Working through the entries below, find how many lines include the string "SystemTime"; give only that number.

── SOURCE INFORMATION

//! # Exchange Core
//!
//! A multi-symbol, multi-asset limit-order matching engine with pre-trade
//! risk gating, trading halts, and position/PnL tracking: the core of an
//! exchange-facing trading platform.
//!
//! ## Subsystems
//!
//! - **Matching engine** ([`MatchingEngine`]): per-symbol order books with
//!   price-time priority matching, market/limit orders, GTC/IOC/FOK
//!   time-in-force, cancellation by id, depth snapshots, and ordered
//!   order/trade event fan-out.
//! - **Risk pipeline** ([`RiskService`]): a single-writer batching
//!   coordinator that validates orders against per-user position,
//!   order-size, exposure, drawdown, and trade-frequency limits, and
//!   enforces per-symbol and venue-wide circuit breakers driven by return
//!   variance, price moves, and volume spikes.
//! - **Position accumulator** ([`PositionBook`]): per-(user, symbol)
//!   signed positions with weighted-average entry, realized PnL on
//!   reducing fills, and mark-to-market unrealized PnL.
//!
//! The [`TradeObserver`] ties the three together: it subscribes to the
//! engine's trade stream, enqueues position updates for both sides of
//! every trade, and feeds (price, volume) samples to the breakers.
//!
//! ## Design notes
//!
//! - Book sides are concurrent skip lists, so the matching walk consumes
//!   price levels in sorted order without sorting: O(M log N) for M
//!   levels touched out of N.
//! - Each book serialises its mutations behind one gate; top-of-book
//!   reads go through atomic aggregates and never take it.
//! - Prices are fixed-point integers ([`config::PRICE_SCALE`] units per
//!   whole), quantities are integer lots; tick and lot sizes are enforced
//!   at validation.
//! - Every trade prints at the maker's resting price.
//! - External capabilities, persistence ([`PositionStore`],
//!   [`LimitStore`]) and time ([`Clock`]), are injected by construction,
//!   never reached for globally.
//!
//! ## Example
//!
//! ```
//! use exchange_core::prelude::*;
//!
//! let engine = MatchingEngine::new();
//! let sell = Order::limit("maker", "BTC/USD", Side::Sell, 10, 10_000, TimeInForce::Gtc);
//! engine.process_order(sell).unwrap();
//!
//! let buy = Order::limit("taker", "BTC/USD", Side::Buy, 4, 10_100, TimeInForce::Gtc);
//! let outcome = engine.process_order(buy).unwrap();
//! assert_eq!(outcome.trades.len(), 1);
//! assert_eq!(outcome.trades[0].price, 10_000); // maker price rule
//! ```

pub mod config;
pub mod engine;
pub mod errors;
pub mod order;
pub mod orderbook;
pub mod prelude;
pub mod risk;
pub mod store;
mod utils;

pub use config::{CoordinatorConfig, EnginePreset, MatchingConfig};
pub use engine::{
    MatchingEngine, MetricsSnapshot, OrderBookListener, OrderEvent, OrderEventKind, TradeEvent,
    TradeListener,
};
pub use errors::{EngineError, ErrorClass};
pub use order::{Order, OrderId, OrderKind, OrderStatus, Side, TimeInForce};
pub use orderbook::{
    LevelSnapshot, MatchOutcome, OrderBook, OrderBookError, OrderBookSnapshot,
    OrderBookSnapshotPackage, Trade,
};
pub use risk::{
    BreakerState, BreakerStatus, CircuitBreakerConfig, CircuitBreakerSystem, HaltReason,
    LimitKind, Position, PositionBook, PricePoint, RiskCheckContext, RiskCheckResult,
    RiskCoordinator, RiskError, RiskLimit, RiskOp, RiskOutcome, RiskService, TradeObserver,
};
pub use store::{
    LimitStore, MemoryLimitStore, MemoryPositionStore, PositionStore, StoreError,
};
pub use utils::{Clock, ManualClock, SystemClock, current_time_millis};
use exchange_core::prelude::*;

fn gtc(user: &str, side: Side, quantity: u64, price: u128) -> Order {
    Order::limit(user, "BTC/USD", side, quantity, price, TimeInForce::Gtc)
}

#[test]
fn test_crossing_match_scenario() {
    // Empty book. SELL 10 @ 100 (A), then BUY 4 @ 101 (B).
    let engine = MatchingEngine::new();
    let resting = engine.process_order(gtc("A", Side::Sell, 10, 100)).unwrap();
    let outcome = engine.process_order(gtc("B", Side::Buy, 4, 101)).unwrap();

    assert_eq!(outcome.trades.len(), 1);
    let trade = &outcome.trades[0];
    assert_eq!(trade.price, 100);
    assert_eq!(trade.quantity, 4);
    assert_eq!(trade.maker_order_id, resting.taker.id);
    assert_eq!(trade.taker_order_id, outcome.taker.id);
    assert_eq!(trade.taker_side, Side::Buy);
    assert_eq!(trade.buy_user_id, "B");
    assert_eq!(trade.sell_user_id, "A");
    assert_eq!(trade.value, 400);

    assert_eq!(outcome.taker.status, OrderStatus::Filled);
    let maker = engine
        .book("BTC/USD")
        .unwrap()
        .get_order(resting.taker.id)
        .unwrap();
    assert_eq!(maker.status, OrderStatus::PartiallyFilled);
    assert_eq!(maker.remaining_quantity(), 6);
}

#[test]
fn test_price_time_priority_scenario() {
    // SELL 5 @ 100 (A), SELL 5 @ 100 (C), then BUY 6 @ 100 (B).
    let engine = MatchingEngine::new();
    let first = engine.process_order(gtc("A", Side::Sell, 5, 100)).unwrap();
    let second = engine.process_order(gtc("C", Side::Sell, 5, 100)).unwrap();
    let outcome = engine.process_order(gtc("B", Side::Buy, 6, 100)).unwrap();

    assert_eq!(outcome.trades.len(), 2);
    assert_eq!(outcome.trades[0].quantity, 5);
    assert_eq!(outcome.trades[0].maker_order_id, first.taker.id);
    assert_eq!(outcome.trades[1].quantity, 1);
    assert_eq!(outcome.trades[1].maker_order_id, second.taker.id);

    let book = engine.book("BTC/USD").unwrap();
    assert!(book.get_order(first.taker.id).is_none());
    let later = book.get_order(second.taker.id).unwrap();
    assert_eq!(later.status, OrderStatus::PartiallyFilled);
    assert_eq!(later.remaining_quantity(), 4);
}

#[test]
fn test_fok_rejection_scenario() {
    // Book has SELL 3 @ 100. FOK BUY 5 @ 100 must reject untouched.
    let engine = MatchingEngine::new();
    engine.process_order(gtc("A", Side::Sell, 3, 100)).unwrap();
    let before = engine.get_order_book("BTC/USD", None).unwrap();

    let mut fok = gtc("B", Side::Buy, 5, 100);
    fok.time_in_force = TimeInForce::Fok;
    let result = engine.process_order(fok);
    assert!(matches!(
        result,
        Err(EngineError::Book(OrderBookError::FillOrKillUnfillable { .. }))
    ));

    let after = engine.get_order_book("BTC/USD", None).unwrap();
    assert_eq!(before.bids, after.bids);
    assert_eq!(before.asks, after.asks);
    assert_eq!(before.sequence, after.sequence);
}

#[test]
fn test_conservation_of_quantity() {
    let engine = MatchingEngine::new();
    engine.process_order(gtc("A", Side::Sell, 7, 100)).unwrap();
    engine.process_order(gtc("C", Side::Sell, 5, 101)).unwrap();
    let outcome = engine.process_order(gtc("B", Side::Buy, 10, 101)).unwrap();

    let traded: u64 = outcome.trades.iter().map(|t| t.quantity).sum();
    assert_eq!(traded, 10);
    assert_eq!(outcome.taker.filled_quantity, traded);

    // Maker fills across the two resting orders sum to the same total.
    let maker_filled: u64 = outcome
        .completed
        .iter()
        .map(|order| order.filled_quantity)
        .sum::<u64>()
        + engine
            .book("BTC/USD")
            .unwrap()
            .get_order(OrderId(2))
            .map(|order| order.filled_quantity)
            .unwrap_or(0);
    assert_eq!(maker_filled, traded);
}

#[test]
fn test_no_trade_through_for_limit_takers() {
    let engine = MatchingEngine::new();
    engine.process_order(gtc("A", Side::Sell, 5, 100)).unwrap();
    engine.process_order(gtc("A", Side::Sell, 5, 103)).unwrap();

    let buy = engine.process_order(gtc("B", Side::Buy, 10, 101)).unwrap();
    assert!(buy.trades.iter().all(|trade| trade.price <= 101));

    engine.process_order(gtc("A", Side::Buy, 5, 95)).unwrap();
    let sell = engine.process_order(gtc("B", Side::Sell, 8, 94)).unwrap();
    assert!(sell.trades.iter().all(|trade| trade.price >= 94));
}

#[test]
fn test_process_then_cancel_restores_depth() {
    let engine = MatchingEngine::new();
    engine.process_order(gtc("A", Side::Buy, 10, 95)).unwrap();
    engine.process_order(gtc("A", Side::Sell, 10, 105)).unwrap();
    let before = engine.get_order_book("BTC/USD", None).unwrap();

    let outcome = engine.process_order(gtc("B", Side::Buy, 3, 96)).unwrap();
    engine.cancel_order(outcome.taker.id).unwrap();

    let after = engine.get_order_book("BTC/USD", None).unwrap();
    assert_eq!(before.bids, after.bids);
    assert_eq!(before.asks, after.asks);
}

#[test]
fn test_snapshot_is_stable_without_mutations() {
    let engine = MatchingEngine::new();
    engine.process_order(gtc("A", Side::Buy, 10, 95)).unwrap();
    engine.process_order(gtc("A", Side::Sell, 4, 105)).unwrap();

    let first = engine.get_order_book("BTC/USD", Some(5)).unwrap();
    let second = engine.get_order_book("BTC/USD", Some(5)).unwrap();
    assert!(first.same_depth(&second));
}

#[test]
fn test_market_rules_reject_before_any_mutation() {
    let engine = MatchingEngine::with_config(MatchingConfig {
        tick_size: 10,
        lot_size: 5,
        ..MatchingConfig::default()
    });

    let off_tick = gtc("A", Side::Buy, 5, 101);
    assert!(matches!(
        engine.process_order(off_tick),
        Err(EngineError::Book(OrderBookError::InvalidTickSize { .. }))
    ));

    let off_lot = gtc("A", Side::Buy, 7, 100);
    assert!(matches!(
        engine.process_order(off_lot),
        Err(EngineError::Book(OrderBookError::InvalidLotSize { .. }))
    ));

    let metrics = engine.metrics();
    assert_eq!(metrics.active_orders, 0);
}

#[test]
fn test_ioc_partial_fills_stay_committed() {
    let engine = MatchingEngine::new();
    engine.process_order(gtc("A", Side::Sell, 5, 100)).unwrap();

    let mut ioc = gtc("B", Side::Buy, 8, 100);
    ioc.time_in_force = TimeInForce::Ioc;
    let outcome = engine.process_order(ioc).unwrap();

    assert_eq!(outcome.trades.len(), 1);
    assert_eq!(outcome.taker.status, OrderStatus::Canceled);
    assert_eq!(outcome.taker.filled_quantity, 5);
    // Nothing rested on either side.
    let snapshot = engine.get_order_book("BTC/USD", None).unwrap();
    assert!(snapshot.bids.is_empty());
    assert!(snapshot.asks.is_empty());
}

#[test]
fn test_trade_sequences_strictly_increase_per_symbol() {
    let engine = MatchingEngine::new();
    let mut sequences = Vec::new();
    for round in 0..5u64 {
        engine
            .process_order(gtc("A", Side::Sell, 2, 100 + round as u128))
            .unwrap();
        let outcome = engine
            .process_order(gtc("B", Side::Buy, 2, 100 + round as u128))
            .unwrap();
        sequences.extend(outcome.trades.iter().map(|trade| trade.sequence));
    }
    assert_eq!(sequences.len(), 5);
    assert!(sequences.windows(2).all(|pair| pair[1] > pair[0]));
}

#[test]
fn test_books_are_independent_across_symbols() {
    let engine = MatchingEngine::new();
    engine
        .process_order(Order::limit("A", "BTC/USD", Side::Sell, 5, 100, TimeInForce::Gtc))
        .unwrap();
    engine
        .process_order(Order::limit("A", "ETH/USD", Side::Sell, 5, 100, TimeInForce::Gtc))
        .unwrap();

    let outcome = engine
        .process_order(Order::limit("B", "BTC/USD", Side::Buy, 5, 100, TimeInForce::Gtc))
        .unwrap();
    assert_eq!(outcome.trades.len(), 1);

    let eth = engine.get_order_book("ETH/USD", None).unwrap();
    assert_eq!(eth.asks.len(), 1);
    assert_eq!(eth.asks[0].quantity, 5);
}
//! Time utilities shared across the crate.

use std::sync::atomic::{AtomicU64, Ordering};
use std::time::{SystemTime, UNIX_EPOCH};

/// Returns the current wall-clock time in milliseconds since the Unix epoch.
pub fn current_time_millis() -> u64 {
    SystemTime::now()
        .duration_since(UNIX_EPOCH)
        .unwrap_or_default()
        .as_millis() as u64
}

/// Time source capability.
///
/// Components that make time-based decisions (circuit-breaker recovery,
/// batch deadlines) receive a `Clock` by construction instead of reading
/// process-wide time, so tests can drive transitions deterministically.
pub trait Clock: Send + Sync {
    /// Milliseconds since the Unix epoch.
    fn now_millis(&self) -> u64;
}

/// `Clock` backed by the system wall clock.
#[derive(Debug, Clone, Copy, Default)]
pub struct SystemClock;

impl Clock for SystemClock {
    fn now_millis(&self) -> u64 {
        current_time_millis()
    }
}

/// Manually advanced clock for deterministic tests and simulations.
///
/// Time only moves when [`ManualClock::set`] or [`ManualClock::advance`]
/// is called.
#[derive(Debug, Default)]
pub struct ManualClock {
    now: AtomicU64,
}

impl ManualClock {
    /// Creates a clock frozen at `start` milliseconds since the epoch.
    pub fn new(start: u64) -> Self {
        Self {
            now: AtomicU64::new(start),
        }
    }

    /// Jumps the clock to an absolute timestamp.
    pub fn set(&self, millis: u64) {
        self.now.store(millis, Ordering::SeqCst);
    }

    /// Moves the clock forward by `delta` milliseconds.
    pub fn advance(&self, delta: u64) {
        self.now.fetch_add(delta, Ordering::SeqCst);
    }
}

impl Clock for ManualClock {
    fn now_millis(&self) -> u64 {
        self.now.load(Ordering::SeqCst)
    }
}
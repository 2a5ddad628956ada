//! Time-in-force policies.

use serde::{Deserialize, Serialize};
use std::fmt;
use std::str::FromStr;

/// How long an order stays eligible for matching.
#[derive(Debug, Clone, Copy, PartialEq, Eq, Hash, Default, Serialize, Deserialize)]
#[serde(rename_all = "UPPERCASE")]
pub enum TimeInForce {
    /// Good-till-canceled: any non-marketable remainder rests in the book.
    #[default]
    Gtc,
    /// Immediate-or-cancel: take whatever is available, cancel the rest.
    Ioc,
    /// Fill-or-kill: execute the full quantity immediately or reject with
    /// no fills at all.
    Fok,
}

impl TimeInForce {
    /// True when a remainder of this order may rest in the book.
    pub fn may_rest(&self) -> bool {
        matches!(self, TimeInForce::Gtc)
    }
}

impl fmt::Display for TimeInForce {
    fn fmt(&self, f: &mut fmt::Formatter<'_>) -> fmt::Result {
        match self {
            TimeInForce::Gtc => write!(f, "GTC"),
            TimeInForce::Ioc => write!(f, "IOC"),
            TimeInForce::Fok => write!(f, "FOK"),
        }
    }
}

impl FromStr for TimeInForce {
    type Err = String;

    fn from_str(s: &str) -> Result<Self, Self::Err> {
        match s.to_ascii_uppercase().as_str() {
            "GTC" => Ok(TimeInForce::Gtc),
            "IOC" => Ok(TimeInForce::Ioc),
            "FOK" => Ok(TimeInForce::Fok),
            other => Err(format!("unknown time in force: {other}")),
        }
    }
}
/// Per-symbol breaker thresholds and recovery parameters.
#[derive(Debug, Clone, PartialEq, Serialize, Deserialize)]
pub struct CircuitBreakerConfig {
    /// Maximum variance of one-period returns over the volatility window.
    ///
    /// This is a variance, not a standard deviation, and it is not
    /// annualised; thresholds must be calibrated against raw variance.
    pub max_volatility: f64,
    /// Maximum `(max - min) / min` over the price-move window.
    pub max_price_move: f64,
    /// Maximum ratio of last-minute volume to mean volume per sample.
    pub max_volume_spike: f64,
    /// Window for the volatility trigger.
    pub volatility_window: Duration,
    /// Window for the price-move trigger.
    pub price_move_window: Duration,
    /// Window for the volume-spike denominator.
    pub volume_window: Duration,
    /// Minimum halt duration before probing may begin.
    pub min_recovery_time: Duration,
    /// Halt duration after which trading force-resumes.
    pub max_recovery_time: Duration,
    /// Successful trial orders required to close from half-open.
    pub recovery_test_orders: u32,
}

impl Default for CircuitBreakerConfig {
    fn default() -> Self {
        Self {
            max_volatility: 0.05,
            max_price_move: 0.10,
            max_volume_spike: 5.0,
            volatility_window: Duration::from_secs(300),
            price_move_window: Duration::from_secs(300),
            volume_window: Duration::from_secs(600),
            min_recovery_time: Duration::from_secs(60),
            max_recovery_time: Duration::from_secs(1_800),
            recovery_test_orders: 3,
        }
    }
}

impl CircuitBreakerConfig {
    fn longest_window(&self) -> Duration {
        self.volatility_window
            .max(self.price_move_window)
            .max(self.volume_window)
    }
}

/// Read-only summary of one symbol's breaker.
#[derive(Debug, Clone, PartialEq, Serialize)]
pub struct BreakerStatus {
    /// Current automaton state.
    pub state: BreakerState,
    /// Reason of the most recent halt, if any.
    pub halt_reason: Option<HaltReason>,
    /// When the most recent halt was issued.
    pub halted_at: u64,
    /// When trading last resumed.
    pub resumed_at: u64,
    /// Halts issued over the breaker's lifetime.
    pub halt_count: u64,
    /// Duration of the most recent completed halt, milliseconds.
    pub last_halt_duration: u64,
    /// Trial orders observed while half-open.
    pub test_order_count: u32,
}

#[derive(Debug)]
struct SymbolBreaker {
    config: CircuitBreakerConfig,
    state: BreakerState,
    halt_reason: Option<HaltReason>,
    halted_at: u64,
    resumed_at: u64,
    halt_count: u64,
    last_halt_duration: u64,
    test_order_count: u32,
    window: VecDeque<PricePoint>,
}

impl SymbolBreaker {
    fn new(config: CircuitBreakerConfig) -> Self {
        Self {
            config,
            state: BreakerState::Closed,
            halt_reason: None,
            halted_at: 0,
            resumed_at: 0,
            halt_count: 0,
            last_halt_duration: 0,
            test_order_count: 0,
            window: VecDeque::new(),
        }
    }

    fn evict(&mut self, now: u64) {
        let horizon = self.config.longest_window().as_millis() as u64;
        let cutoff = now.saturating_sub(horizon);
        while let Some(front) = self.window.front() {
            if front.timestamp < cutoff {
                self.window.pop_front();
            } else {
                break;
            }
        }
    }

    fn points_within(&self, window: Duration, now: u64) -> impl Iterator<Item = &PricePoint> {
        let cutoff = now.saturating_sub(window.as_millis() as u64);
        self.window
            .iter()
            .filter(move |point| point.timestamp >= cutoff)
    }

    /// Variance of one-period returns over the volatility window.
    fn return_variance(&self, now: u64) -> f64 {
        let prices: Vec<f64> = self
            .points_within(self.config.volatility_window, now)
            .map(|point| point.price)
            .collect();
        if prices.len() < 3 {
            return 0.0;
        }
        let returns: Vec<f64> = prices
            .windows(2)
            .filter(|pair| pair[0] != 0.0)
            .map(|pair| (pair[1] - pair[0]) / pair[0])
            .collect();
        if returns.len() < 2 {
            return 0.0;
        }
        let mean = returns.iter().sum::<f64>() / returns.len() as f64;
        returns
            .iter()
            .map(|r| (r - mean) * (r - mean))
            .sum::<f64>()
            / returns.len() as f64
    }

    fn price_move(&self, now: u64) -> f64 {
        let mut min = f64::INFINITY;
        let mut max = f64::NEG_INFINITY;
        for point in self.points_within(self.config.price_move_window, now) {
            min = min.min(point.price);
            max = max.max(point.price);
        }
        if !min.is_finite() || min <= 0.0 {
            return 0.0;
        }
        (max - min) / min
    }

    fn volume_spike(&self, now: u64) -> f64 {
        let mut total = 0.0;
        let mut samples = 0usize;
        for point in self.points_within(self.config.volume_window, now) {
            total += point.volume;
            samples += 1;
        }
        if samples == 0 || total <= 0.0 {
            return 0.0;
        }
        let mean_per_point = total / samples as f64;
        let recent: f64 = self
            .points_within(VOLUME_SPIKE_NUMERATOR_WINDOW, now)
            .map(|point| point.volume)
            .sum();
        recent / mean_per_point
    }

    /// Evaluates triggers in fixed order; the first breach wins.
    fn active_trigger(&self, now: u64) -> Option<HaltReason> {
        if self.return_variance(now) > self.config.max_volatility {
            return Some(HaltReason::Volatility);
        }
        if self.price_move(now) > self.config.max_price_move {
            return Some(HaltReason::PriceMove);
        }
        if self.volume_spike(now) > self.config.max_volume_spike {
            return Some(HaltReason::Volume);
        }
        None
    }

    fn open(&mut self, reason: HaltReason, now: u64) {
        self.state = BreakerState::Open;
        self.halt_reason = Some(reason);
        self.halted_at = now;
        self.halt_count += 1;
        self.test_order_count = 0;
    }

    fn close(&mut self, now: u64) {
        self.last_halt_duration = now.saturating_sub(self.halted_at);
        self.state = BreakerState::Closed;
        self.resumed_at = now;
        self.test_order_count = 0;
    }

    /// Drives time-based transitions: OPEN to HALF_OPEN once the minimum
    /// recovery elapsed with no live trigger, OPEN to CLOSED once the
    /// maximum halt time elapsed.
    fn poll(&mut self, symbol: &str, now: u64) {
        if self.state != BreakerState::Open {
            return;
        }
        let elapsed = now.saturating_sub(self.halted_at);
        if elapsed >= self.config.max_recovery_time.as_millis() as u64 {
            warn!("breaker for {}: max halt time exceeded, forcing resume", symbol);
            self.close(now);
        } else if elapsed >= self.config.min_recovery_time.as_millis() as u64
            && self.active_trigger(now).is_none()
        {
            info!("breaker for {} entering half-open probe", symbol);
            self.state = BreakerState::HalfOpen;
            self.test_order_count = 0;
        }
    }

    fn status(&self) -> BreakerStatus {
        BreakerStatus {
            state: self.state,
            halt_reason: self.halt_reason,
            halted_at: self.halted_at,
            resumed_at: self.resumed_at,
            halt_count: self.halt_count,
            last_halt_duration: self.last_halt_duration,
            test_order_count: self.test_order_count,
        }
    }
}
use exchange_core::prelude::*;
use std::sync::Arc;
use std::time::Duration;

#[tokio::test]
async fn test_check_risk_passes_without_limits() {
    let service = RiskService::builder().build().unwrap();
    let result = service
        .check_risk("A", "BTC/USD", RiskCheckContext::default())
        .await
        .unwrap();
    assert!(result.passed);
    service.shutdown().await;
}

#[tokio::test]
async fn test_order_size_limit_rejects() {
    let service = RiskService::builder().build().unwrap();
    service
        .add_limit(RiskLimit::new("A", LimitKind::OrderSize, 100.0))
        .await
        .unwrap();

    let ctx = RiskCheckContext {
        order_size: 150.0,
        ..RiskCheckContext::default()
    };
    let result = service.check_risk("A", "BTC/USD", ctx).await.unwrap();
    assert!(!result.passed);
    assert_eq!(result.failed_kind, Some(LimitKind::OrderSize));
    assert_eq!(result.current_value, 150.0);
    assert_eq!(result.limit_value, 100.0);

    service.shutdown().await;
}

#[tokio::test]
async fn test_exposure_limit_sees_live_positions() {
    let service = RiskService::builder().build().unwrap();
    service
        .add_limit(RiskLimit::new("A", LimitKind::Exposure, 1_000.0))
        .await
        .unwrap();
    service.update_position("A", "BTC/USD", 20, 100.0).await.unwrap();

    let ctx = RiskCheckContext {
        current_price: 100.0,
        ..RiskCheckContext::default()
    };
    let result = service.check_risk("A", "BTC/USD", ctx).await.unwrap();
    assert!(!result.passed);
    assert_eq!(result.failed_kind, Some(LimitKind::Exposure));
    assert_eq!(result.current_value, 2_000.0);

    service.shutdown().await;
}

#[tokio::test]
async fn test_limits_scoped_to_other_symbols_are_ignored() {
    let service = RiskService::builder().build().unwrap();
    service
        .add_limit(RiskLimit::new("A", LimitKind::OrderSize, 1.0).for_symbol("ETH/USD"))
        .await
        .unwrap();

    let ctx = RiskCheckContext {
        order_size: 50.0,
        ..RiskCheckContext::default()
    };
    let btc = service.check_risk("A", "BTC/USD", ctx.clone()).await.unwrap();
    assert!(btc.passed);
    let eth = service.check_risk("A", "ETH/USD", ctx).await.unwrap();
    assert!(!eth.passed);

    service.shutdown().await;
}

#[tokio::test]
async fn test_limits_load_from_store_at_startup() {
    let store = Arc::new(MemoryLimitStore::with_limits(vec![RiskLimit::new(
        "A",
        LimitKind::TradeFrequency,
        1.0,
    )]));
    let service = RiskService::builder().limit_store(store).build().unwrap();

    let ctx = RiskCheckContext {
        trade_count: 120,
        time_window: Duration::from_secs(60),
        ..RiskCheckContext::default()
    };
    let result = service.check_risk("A", "BTC/USD", ctx).await.unwrap();
    assert!(!result.passed);
    assert_eq!(result.failed_kind, Some(LimitKind::TradeFrequency));

    service.shutdown().await;
}

#[tokio::test(flavor = "current_thread")]
async fn test_queue_full_backpressure_scenario() {
    // Fill the coordinator's bounded queue (capacity 1,000) before its
    // worker gets a chance to run; the 1,001st submission must fail fast.
    let service = RiskService::builder().build().unwrap();
    let coordinator = service.coordinator();

    let op = |i: i64| RiskOp::UpdatePosition {
        user_id: "A".to_string(),
        symbol: "BTC/USD".to_string(),
        delta: 1,
        price: i as f64,
    };

    let mut replies = Vec::new();
    for i in 0..1_000 {
        replies.push(coordinator.try_submit(op(i)).unwrap());
    }
    assert!(matches!(
        coordinator.try_submit(op(1_000)),
        Err(RiskError::QueueFull)
    ));

    // Every accepted op completes once the worker runs.
    for reply in replies {
        assert!(reply.await.unwrap().is_ok());
    }
    let position = service.get_position("A", "BTC/USD").unwrap();
    assert_eq!(position.quantity, 1_000);

    service.shutdown().await;
}

#[tokio::test]
async fn test_shutdown_surfaces_transient_error() {
    let service = RiskService::builder().build().unwrap();
    service.shutdown().await;

    let err = service
        .check_risk("A", "BTC/USD", RiskCheckContext::default())
        .await
        .unwrap_err();
    assert!(matches!(err, RiskError::ShuttingDown));
    assert!(err.is_retryable());
}

#[tokio::test]
async fn test_check_timeout_maps_to_timeout_error() {
    let service = RiskService::builder().build().unwrap();
    let coordinator = service.coordinator();

    // A zero deadline elapses before the batch tick can answer.
    let result = coordinator
        .submit_with_timeout(
            RiskOp::CheckLimit {
                user_id: "A".to_string(),
                symbol: "BTC/USD".to_string(),
                ctx: RiskCheckContext::default(),
            },
            Duration::from_millis(0),
        )
        .await;
    assert!(matches!(result, Err(RiskError::Timeout)));

    service.shutdown().await;
}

────

> [YOUR RESPONSE]: 2